Ouine est un démon dostoïevskien à la française, bien que le roman ne soit ni russe ni français. Ouine est du pays de l’enfance perdue, quelque part dans un cave belge où rôde l’ombre de Dutroux, ou dans une cabane du Far West pourri où pourrisent les reste de l’Enfant de Dieu de Cormac McCarthy.
« Ce n’était pas l’homosexualité qui intéressait Bernanos », note encore Guy Dupré, « mais le phénomène d’inversion ontologique fixant le sujet sur son propre sexe – c’est-à-dire sur sa propre essence d’être qui aime. Selon la belle expression populaire : Gide se préférait.
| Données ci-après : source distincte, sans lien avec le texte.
//! # FolioDB Storage
//!
//! Append-only storage backends for FolioDB.
//!
//! Backends are opaque byte stores: they hold the journal bytes of a
//! document database without interpreting them. Record framing, checksums
//! and document encoding all live in `foliodb_core`.
//!
//! ## Available backends
//!
//! - [`InMemoryBackend`] - for tests and ephemeral databases
//! - [`FileBackend`] - persistent storage using OS file APIs
//!
//! ## Example
//!
//! ```rust
//! use foliodb_storage::{StorageBackend, InMemoryBackend};
//!
//! let mut backend = InMemoryBackend::new();
//! let offset = backend.append(b"record").unwrap();
//! assert_eq!(backend.read_at(offset, 6).unwrap(), b"record");
//! ```

#![deny(unsafe_code)]
#![warn(missing_docs)]

mod backend;
mod error;
mod file;
mod memory;

pub use backend::StorageBackend;
pub use error::{StorageError, StorageResult};
pub use file::FileBackend;
pub use memory::InMemoryBackend;
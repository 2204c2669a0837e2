//! Error types for the sync engine.

use foliodb_sync_protocol::ProtocolError;
use thiserror::Error;

/// Result type for sync operations.
pub type SyncResult<T> = Result<T, SyncError>;

/// Errors that can occur during replication.
#[derive(Debug, Error)]
pub enum SyncError {
    /// Network or transport error.
    #[error("transport error: {message}")]
    Transport {
        /// Error message.
        message: String,
        /// Whether the operation can be retried.
        retryable: bool,
    },

    /// Invalid or undecodable protocol message.
    #[error("protocol error: {0}")]
    Protocol(String),

    /// The server rejected the client's credentials.
    #[error("authentication failed: {0}")]
    AuthenticationFailed(String),

    /// The server rejected the request.
    #[error("server error: {0}")]
    ServerError(String),

    /// Local store error while applying or collecting operations.
    #[error("store error: {0}")]
    Store(#[from] foliodb_core::StoreError),

    /// A one-shot sync was requested while one is already running.
    #[error("a sync is already in progress")]
    SyncInFlight,

    /// Sync was cancelled.
    #[error("sync cancelled")]
    Cancelled,

    /// The operation timed out.
    #[error("operation timed out")]
    Timeout,

    /// The transport is not connected.
    #[error("not connected to server")]
    NotConnected,

    /// Client and server speak different protocol versions.
    #[error("protocol version mismatch: local={local}, remote={remote}")]
    VersionMismatch {
        /// Local protocol version.
        local: u16,
        /// Remote protocol version.
        remote: u16,
    },
}

impl SyncError {
    /// Creates a retryable transport error.
    pub fn transport_retryable(message: impl Into<String>) -> Self {
        Self::Transport {
            message: message.into(),
            retryable: true,
        }
    }

    /// Creates a non-retryable transport error.
    pub fn transport_fatal(message: impl Into<String>) -> Self {
        Self::Transport {
            message: message.into(),
            retryable: false,
        }
    }

    /// Returns true if retrying the cycle may succeed.
    pub fn is_retryable(&self) -> bool {
        match self {
            Self::Transport { retryable, .. } => *retryable,
            Self::Timeout | Self::ServerError(_) => true,
            _ => false,
        }
    }
}

impl From<ProtocolError> for SyncError {
    fn from(err: ProtocolError) -> Self {
        Self::Protocol(err.to_string())
    }
}
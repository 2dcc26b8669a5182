// Copyright 2019-2025 ChainSafe Systems
// SPDX-License-Identifier: Apache-2.0, MIT

pub mod cid;

use blake2b_simd::Params;

/// Returns true if the given environment variable is set to a truthy value
/// (`1`, `true` or `yes`, case-insensitive).
pub fn is_env_truthy(env: &str) -> bool {
    match std::env::var(env) {
        Ok(var) => matches!(var.to_lowercase().as_str(), "1" | "true" | "yes"),
        _ => false,
    }
}

/// Generates a BLAKE2b hash of fixed 32 bytes size.
pub fn blake2b_256(ingest: &[u8]) -> [u8; 32] {
    let digest = Params::new()
        .hash_length(32)
        .to_state()
        .update(ingest)
        .finalize();

    let mut ret = [0u8; 32];
    ret.clone_from_slice(digest.as_bytes());
    ret
}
Et l’homosexualité de Monsieur Ouine, symbole de l’amour du « moi » - dont Maître Eckhart affirme qu’il n’y a que lui qui brûle en enfer – est bien la curiosité sans amour telle que le vieux Corydon la notait, à la veille de sa mort, comme une particularité de sa nature : « Mon désir, fait en partie de curiosité, s’épuise très vite et même, le plus souvent, lorsque le plaisir est parfait, je me sens saoulé d’un seul coup ».
Enfin Guy Dupré de conclure avec quelle pénétration : « Il y aurait un troublant parallèle à établir entre certaines notations d'André Gide et la confession post mortem de Monsieur Ouine: "Il n'y a en moi ni bien ni mal, aucune contradiction, dit celui-ci, la justice ne saurait plus m'atteindre, tel est le véritable sens du mot perdu. Non pas absous ni condamné, oui, perdu, égaré, hors de toute vue, hors de cause... S'il n'y avait rien, je serais quelque chose, bonne ou mauvaise. C'est moi qui ne suis rien..."
Georges Bernanos. Monsieur Ouine. Plon, 1946. Carnets de Monsieur Ouine, rassemblés par Daniel Pezeril. Seuil, 1991.
Guy Dupré. Je dis nous. La Table ronde, 2007.